*Available data:*
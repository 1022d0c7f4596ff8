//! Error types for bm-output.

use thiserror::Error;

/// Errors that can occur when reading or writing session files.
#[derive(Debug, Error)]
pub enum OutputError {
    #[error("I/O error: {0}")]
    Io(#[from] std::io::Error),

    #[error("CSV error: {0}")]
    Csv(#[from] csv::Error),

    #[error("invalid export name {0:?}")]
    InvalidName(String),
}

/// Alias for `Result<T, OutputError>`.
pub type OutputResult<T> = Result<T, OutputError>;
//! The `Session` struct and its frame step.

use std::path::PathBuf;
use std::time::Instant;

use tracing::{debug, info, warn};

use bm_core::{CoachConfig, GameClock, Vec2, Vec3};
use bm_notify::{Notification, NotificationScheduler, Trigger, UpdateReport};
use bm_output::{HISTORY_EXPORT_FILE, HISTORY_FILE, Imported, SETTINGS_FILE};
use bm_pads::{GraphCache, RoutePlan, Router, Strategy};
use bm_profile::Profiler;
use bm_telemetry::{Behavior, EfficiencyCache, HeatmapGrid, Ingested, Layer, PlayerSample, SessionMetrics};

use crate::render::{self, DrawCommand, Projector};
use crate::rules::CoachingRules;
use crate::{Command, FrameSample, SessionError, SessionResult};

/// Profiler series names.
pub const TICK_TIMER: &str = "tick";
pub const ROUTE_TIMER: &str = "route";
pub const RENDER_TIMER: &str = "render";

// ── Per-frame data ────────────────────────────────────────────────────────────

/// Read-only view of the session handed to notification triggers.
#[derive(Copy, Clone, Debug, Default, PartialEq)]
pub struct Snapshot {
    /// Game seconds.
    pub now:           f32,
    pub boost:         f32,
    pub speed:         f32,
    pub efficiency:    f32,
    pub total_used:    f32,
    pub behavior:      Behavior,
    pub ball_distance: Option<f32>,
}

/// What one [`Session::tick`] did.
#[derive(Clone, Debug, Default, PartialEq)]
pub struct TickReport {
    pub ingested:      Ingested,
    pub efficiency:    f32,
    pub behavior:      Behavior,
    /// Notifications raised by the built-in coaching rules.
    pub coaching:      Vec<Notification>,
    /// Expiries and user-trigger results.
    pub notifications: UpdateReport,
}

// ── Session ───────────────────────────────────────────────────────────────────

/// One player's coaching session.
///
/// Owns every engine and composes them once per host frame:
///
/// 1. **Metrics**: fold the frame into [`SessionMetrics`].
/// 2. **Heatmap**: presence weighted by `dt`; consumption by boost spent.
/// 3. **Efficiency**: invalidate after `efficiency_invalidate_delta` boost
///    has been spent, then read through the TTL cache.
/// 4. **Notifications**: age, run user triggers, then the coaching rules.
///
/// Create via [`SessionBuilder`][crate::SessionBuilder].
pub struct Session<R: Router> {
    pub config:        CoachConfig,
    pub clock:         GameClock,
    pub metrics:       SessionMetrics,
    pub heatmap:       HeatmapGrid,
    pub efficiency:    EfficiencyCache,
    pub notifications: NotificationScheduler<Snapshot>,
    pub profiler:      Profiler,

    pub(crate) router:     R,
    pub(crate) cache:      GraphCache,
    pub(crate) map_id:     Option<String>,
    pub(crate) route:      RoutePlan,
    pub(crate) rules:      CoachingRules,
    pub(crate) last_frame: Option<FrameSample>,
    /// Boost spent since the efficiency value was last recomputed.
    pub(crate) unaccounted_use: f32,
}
--
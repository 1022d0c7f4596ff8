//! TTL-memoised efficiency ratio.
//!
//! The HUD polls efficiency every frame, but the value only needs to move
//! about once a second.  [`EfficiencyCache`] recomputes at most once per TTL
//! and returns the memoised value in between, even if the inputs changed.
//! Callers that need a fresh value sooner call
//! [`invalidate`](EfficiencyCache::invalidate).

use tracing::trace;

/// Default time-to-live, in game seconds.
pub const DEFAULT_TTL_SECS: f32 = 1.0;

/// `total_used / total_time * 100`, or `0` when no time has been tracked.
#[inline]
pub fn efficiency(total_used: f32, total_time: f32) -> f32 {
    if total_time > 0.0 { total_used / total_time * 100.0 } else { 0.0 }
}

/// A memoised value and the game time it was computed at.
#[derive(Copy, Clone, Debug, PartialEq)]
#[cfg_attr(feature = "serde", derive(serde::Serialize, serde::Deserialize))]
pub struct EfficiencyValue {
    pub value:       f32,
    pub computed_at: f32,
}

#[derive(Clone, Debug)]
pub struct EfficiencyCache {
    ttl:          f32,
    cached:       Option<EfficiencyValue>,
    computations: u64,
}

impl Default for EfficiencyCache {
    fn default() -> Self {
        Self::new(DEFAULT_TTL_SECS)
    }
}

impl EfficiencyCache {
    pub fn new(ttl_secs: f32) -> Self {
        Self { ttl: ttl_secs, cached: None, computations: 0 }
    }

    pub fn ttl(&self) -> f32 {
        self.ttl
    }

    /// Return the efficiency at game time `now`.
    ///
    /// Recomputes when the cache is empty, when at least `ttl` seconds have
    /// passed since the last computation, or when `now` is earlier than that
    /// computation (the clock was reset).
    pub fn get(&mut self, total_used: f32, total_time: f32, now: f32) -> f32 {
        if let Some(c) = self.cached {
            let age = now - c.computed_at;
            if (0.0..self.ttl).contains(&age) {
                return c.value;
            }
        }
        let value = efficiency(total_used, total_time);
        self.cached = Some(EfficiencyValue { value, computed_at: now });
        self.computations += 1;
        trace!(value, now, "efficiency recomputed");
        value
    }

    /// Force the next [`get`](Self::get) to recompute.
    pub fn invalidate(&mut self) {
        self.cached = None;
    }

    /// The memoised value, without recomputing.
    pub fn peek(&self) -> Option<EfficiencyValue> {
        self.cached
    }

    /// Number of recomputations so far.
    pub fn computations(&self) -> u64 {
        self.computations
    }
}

*What is being asked:*
From the data above, reproduce word for word the lines running from the line with "return c.value;" to the line with "value, without recomputing.", ends included.

*Task response:*
                return c.value;
            }
        }
        let value = efficiency(total_used, total_time);
        self.cached = Some(EfficiencyValue { value, computed_at: now });
        self.computations += 1;
        trace!(value, now, "efficiency recomputed");
        value
    }

    /// Force the next [`get`](Self::get) to recompute.
    pub fn invalidate(&mut self) {
        self.cached = None;
    }

    /// The memoised value, without recomputing.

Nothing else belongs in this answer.